My Comment: Underwriting fees was a big source of profits last year. Now banks are stuck holding the bag on deals nobody wants. Think this is just a blip in profits? Think again.

Credit Suisse, under pressure to get its lending exposures down, sold about $1bn of its share of the debt ahead of the agreed schedule, infuriating the other banks. Credit Suisse informed fellow members of the syndicate of its intention in early January, according to one person familiar with the matter.

“There is no contractual obligation,” this person added. “We cannot concede control over our own capital.” That may be the pattern in future deals. “The Harrah’s precedent frees other underwriters to deal with situations as they see fit,” noted Standard & Poor’s Weekly Wrap.

My Comment: This looks like a case of “New Rules”. Credit Suisse did not want to go down with the ship. Who’s next?

“The market is in total disarray,” said the head of debt capital markets at one major Wall Street firm. Another senior banker involved in the deal added: “The last 10 days have been the worst ever. There is a complete buyers’ strike.”

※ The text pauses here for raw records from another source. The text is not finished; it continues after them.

use core::fmt;

/// A 64-bit Snowflake ID using the classic layout
///
/// - 1 bit reserved (the sign bit, always zero in minted IDs)
/// - 41 bits timestamp (ms since the minting machine's epoch)
/// - 10 bits machine ID
/// - 12 bits sequence
///
/// ```text
///  Bit Index:  63           63 62            22 21             12 11             0
///              +--------------+----------------+-----------------+---------------+
///  Field:      | reserved (1) | timestamp (41) | machine ID (10) | sequence (12) |
///              +--------------+----------------+-----------------+---------------+
///              |<----------- MSB ---------- 64 bits ----------- LSB ------------>|
/// ```
///
/// The backing integer is signed so that a set sign bit doubles as a cheap
/// validity signal: no ID minted by [`SnowflakeMachine`] is ever negative.
/// Numeric order of the packed integer matches lexicographic order on
/// `(timestamp, machine_id, sequence)`.
///
/// [`SnowflakeMachine`]: crate::SnowflakeMachine
#[cfg_attr(feature = "serde", derive(serde::Serialize, serde::Deserialize))]
#[derive(Copy, Clone, PartialEq, Eq, PartialOrd, Ord, Hash)]
pub struct SnowflakeId {
    id: i64,
}

impl SnowflakeId {
    /// Width of the timestamp field in bits.
    pub const TIMESTAMP_BITS: u32 = 41;

    /// Width of the machine ID field in bits.
    pub const MACHINE_ID_BITS: u32 = 10;

    /// Width of the sequence field in bits.
    pub const SEQUENCE_BITS: u32 = 12;

    /// Bitmask for extracting the 41-bit timestamp field. Occupies bits 22
    /// through 62.
    pub const TIMESTAMP_MASK: i64 = (1 << Self::TIMESTAMP_BITS) - 1;

    /// Bitmask for extracting the 10-bit machine ID field. Occupies bits 12
    /// through 21.
    pub const MACHINE_ID_MASK: i64 = (1 << Self::MACHINE_ID_BITS) - 1;

    /// Bitmask for extracting the 12-bit sequence field. Occupies bits 0
    /// through 11.
    pub const SEQUENCE_MASK: i64 = (1 << Self::SEQUENCE_BITS) - 1;

    /// Number of bits to shift the timestamp to its position (bit 22).
    pub const TIMESTAMP_SHIFT: u32 = Self::MACHINE_ID_BITS + Self::SEQUENCE_BITS;

    /// Number of bits to shift the machine ID to its position (bit 12).
    pub const MACHINE_ID_SHIFT: u32 = Self::SEQUENCE_BITS;

    /// Number of bits to shift the sequence field (bit 0).
    pub const SEQUENCE_SHIFT: u32 = 0;

    /// Largest encodable timestamp: `2^41 - 1` milliseconds (~69 years past
    /// the epoch).
    pub const MAX_TIMESTAMP: i64 = Self::TIMESTAMP_MASK;

    /// Largest encodable machine ID: `2^10 - 1`.
    pub const MAX_MACHINE_ID: i64 = Self::MACHINE_ID_MASK;

    /// Largest encodable sequence: `2^12 - 1`, i.e. 4096 IDs per machine per
    /// millisecond.
    pub const MAX_SEQUENCE: i64 = Self::SEQUENCE_MASK;

    /// Packs the three fields at their fixed bit offsets.
    ///
    /// No range validation is performed: each field is truncated to its bit
    /// width. [`SnowflakeMachine`] validates its configuration once at
    /// construction, so the mint path never re-checks bounds here.
    /// Out-of-range input produces a well-formed but wrong ID.
    ///
    /// [`SnowflakeMachine`]: crate::SnowflakeMachine
    pub const fn from_parts(timestamp: i64, machine_id: i64, sequence: i64) -> Self {
        let timestamp = (timestamp & Self::TIMESTAMP_MASK) << Self::TIMESTAMP_SHIFT;
        let machine_id = (machine_id & Self::MACHINE_ID_MASK) << Self::MACHINE_ID_SHIFT;
        let sequence = (sequence & Self::SEQUENCE_MASK) << Self::SEQUENCE_SHIFT;
        Self {
            id: timestamp | machine_id | sequence,
        }
    }

    /// Extracts the timestamp field (ms since the minting machine's epoch).
    ///
    /// Defined for any input, including IDs this crate never produced.
    pub const fn timestamp(&self) -> i64 {
        (self.id >> Self::TIMESTAMP_SHIFT) & Self::TIMESTAMP_MASK
    }

    /// Extracts the machine ID field.
    ///
    /// Defined for any input, including IDs this crate never produced.
    pub const fn machine_id(&self) -> i64 {
        (self.id >> Self::MACHINE_ID_SHIFT) & Self::MACHINE_ID_MASK
    }

    /// Extracts the sequence field.
    ///
    /// Defined for any input, including IDs this crate never produced.
    pub const fn sequence(&self) -> i64 {
        (self.id >> Self::SEQUENCE_SHIFT) & Self::SEQUENCE_MASK
    }

    /// Returns true when `epoch` fits the timestamp encoding domain
    /// (`0 <= epoch <= MAX_TIMESTAMP`).
    pub const fn is_epoch_valid(epoch: i64) -> bool {
        epoch >= 0 && epoch <= Self::MAX_TIMESTAMP
    }

    /// Returns true when `machine_id` fits its field
    /// (`0 <= machine_id <= MAX_MACHINE_ID`).
    pub const fn is_machine_id_valid(machine_id: i64) -> bool {
        machine_id >= 0 && machine_id <= Self::MAX_MACHINE_ID
    }

    /// Returns true when the reserved sign bit is clear.
    pub const fn is_non_negative(&self) -> bool {
        self.id >= 0
    }

    /// Converts this ID into its raw integer representation.
    pub const fn to_raw(&self) -> i64 {
        self.id
    }

    /// Converts a raw integer into an ID, without any validation.
    pub const fn from_raw(raw: i64) -> Self {
        Self { id: raw }
    }

    /// Returns the ID as a zero-padded 20-digit string.
    pub fn to_padded_string(&self) -> String {
        format!("{:020}", self.id)
    }
}

impl fmt::Display for SnowflakeId {
    fn fmt(&self, f: &mut fmt::Formatter<'_>) -> fmt::Result {
        write!(f, "{}", self.id)
    }
}

impl fmt::Debug for SnowflakeId {
    fn fmt(&self, f: &mut fmt::Formatter<'_>) -> fmt::Result {
        f.debug_struct("SnowflakeId")
            .field("id", &format_args!("{} (0x{:x})", self.id, self.id))
            .field("timestamp", &self.timestamp())
            .field("machine_id", &self.machine_id())
            .field("sequence", &self.sequence())
            .finish()
    }
}

impl From<SnowflakeId> for i64 {
    fn from(id: SnowflakeId) -> Self {
        id.to_raw()
    }
}

impl From<i64> for SnowflakeId {
    fn from(raw: i64) -> Self {
        Self::from_raw(raw)
    }
}

#[cfg(test)]
mod tests {
    use super::*;

    #[test]
    fn pack_then_extract_is_identity() {
        let id = SnowflakeId::from_parts(123456789, 123, 10);
        assert_eq!(id.timestamp(), 123456789);
        assert_eq!(id.machine_id(), 123);
        assert_eq!(id.sequence(), 10);
    }

    #[test]
    fn fields_at_their_bounds() {
        let ts = SnowflakeId::MAX_TIMESTAMP;
        let mid = SnowflakeId::MAX_MACHINE_ID;
        let seq = SnowflakeId::MAX_SEQUENCE;

        let id = SnowflakeId::from_parts(ts, mid, seq);
        assert_eq!(id.timestamp(), ts);
        assert_eq!(id.machine_id(), mid);
        assert_eq!(id.sequence(), seq);
        assert!(id.is_non_negative());

        let id = SnowflakeId::from_parts(0, 0, 0);
        assert_eq!(id.to_raw(), 0);

        let id = SnowflakeId::from_parts(1, 1, 1);
        assert_eq!(id.timestamp(), 1);
        assert_eq!(id.machine_id(), 1);
        assert_eq!(id.sequence(), 1);
    }

    #[test]
    fn max_constants_match_bit_widths() {
        assert_eq!(
            SnowflakeId::MAX_TIMESTAMP,
            -1 ^ (-1 << SnowflakeId::TIMESTAMP_BITS)
        );
        assert_eq!(
            SnowflakeId::MAX_MACHINE_ID,
            -1 ^ (-1 << SnowflakeId::MACHINE_ID_BITS)
        );
        assert_eq!(
            SnowflakeId::MAX_SEQUENCE,
            -1 ^ (-1 << SnowflakeId::SEQUENCE_BITS)
        );
        // 1 reserved sign bit + the three fields cover the full word.
        assert_eq!(
            1 + SnowflakeId::TIMESTAMP_BITS
                + SnowflakeId::MACHINE_ID_BITS
                + SnowflakeId::SEQUENCE_BITS,
            i64::BITS
        );
    }

    #[test]
    fn extraction_is_total_over_foreign_input() {
        // A sign-bit-set value still decodes to in-range fields.
        let id = SnowflakeId::from_raw(-1);
        assert!(!id.is_non_negative());
        assert_eq!(id.timestamp(), SnowflakeId::MAX_TIMESTAMP);
        assert_eq!(id.machine_id(), SnowflakeId::MAX_MACHINE_ID);
        assert_eq!(id.sequence(), SnowflakeId::MAX_SEQUENCE);

        let id = SnowflakeId::from_raw(i64::MIN);
        assert_eq!(id.timestamp(), 0);
        assert_eq!(id.machine_id(), 0);
        assert_eq!(id.sequence(), 0);
    }

    #[test]
    fn packed_order_matches_field_order() {
        let a = SnowflakeId::from_parts(41, 5, SnowflakeId::MAX_SEQUENCE);
        let b = SnowflakeId::from_parts(42, 5, 0);
        let c = SnowflakeId::from_parts(42, 5, 1);
        assert!(a < b && b < c);
    }

    #[test]
    fn epoch_and_machine_id_validators() {
        assert!(SnowflakeId::is_epoch_valid(0));
        assert!(SnowflakeId::is_epoch_valid(SnowflakeId::MAX_TIMESTAMP));
        assert!(!SnowflakeId::is_epoch_valid(-1));
        assert!(!SnowflakeId::is_epoch_valid(SnowflakeId::MAX_TIMESTAMP + 1));

        assert!(SnowflakeId::is_machine_id_valid(0));
        assert!(SnowflakeId::is_machine_id_valid(SnowflakeId::MAX_MACHINE_ID));
        assert!(!SnowflakeId::is_machine_id_valid(-1));
        assert!(!SnowflakeId::is_machine_id_valid(
            SnowflakeId::MAX_MACHINE_ID + 1
        ));
    }

    #[test]
    fn display_and_padded_string() {
        let id = SnowflakeId::from_parts(123456789, 123, 10);
        assert_eq!(id.to_string(), id.to_raw().to_string());
        let padded = id.to_padded_string();
        assert_eq!(padded.len(), 20);
        assert_eq!(padded.trim_start_matches('0'), id.to_string());
    }

    #[test]
    fn raw_conversions_round_trip() {
        let id = SnowflakeId::from_parts(7, 3, 1);
        assert_eq!(SnowflakeId::from_raw(id.to_raw()), id);
        assert_eq!(i64::from(id), id.to_raw());
        assert_eq!(SnowflakeId::from(id.to_raw()), id);
    }

    #[cfg(feature = "serde")]
    #[test]
    fn serde_round_trip() {
        let id = SnowflakeId::from_parts(123456789, 123, 10);
        let json = serde_json::to_string(&id).unwrap();
        let back: SnowflakeId = serde_json::from_str(&json).unwrap();
        assert_eq!(back, id);
    }
}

My Comment: There’s not a buyer’s strike. There’s a seller’s strike. There are plenty of buyers, just not at the expected prices. It’s the same story in the housing market. Everyone wants the price they could have gotten 6 months ago. That price is no longer available. Seller’s need to be more reasonable about expectations.

Ironically, the Federal Reserve’s dramatic 1.25 percentage point cut in interest rates in January contributed to Harrah’s problem, because loans are floating rate and with benchmarks such as Libor dropping, returns to investors fall proportionately.

The Fed rate reduction also meant lower returns on earlier deals to finance the mega buy-outs of the last few months, including the loans on deals such as First Data and Alltel.

The head of debt at one private equity firm said: “Technical factors haven’t been fixed and the bad macro outlook has kicked in.

My Comment: One has to laugh at the irony of this. The Fed, by attempting to bail out homeowners, has instead hurt the commercial real estate deals. The residential market is long past saving.

“Even if you are comfortable with the individual credit, why bid when the market is going lower?”

Why bid when the market is going lower?

That last sentence says it all. Attitudes have changed. Attitudes are critical. See Changing Social Attitudes About Debt and The Business of Walking Away for more about attitudes.

It was changing attitudes that sunk home prices. Now attitudes are impacting LBOs in a major way. This is just the beginning of the unwinding of attitudes towards both consumption and risk.

A Crash Course For Bernanke about attitudes is now in progress.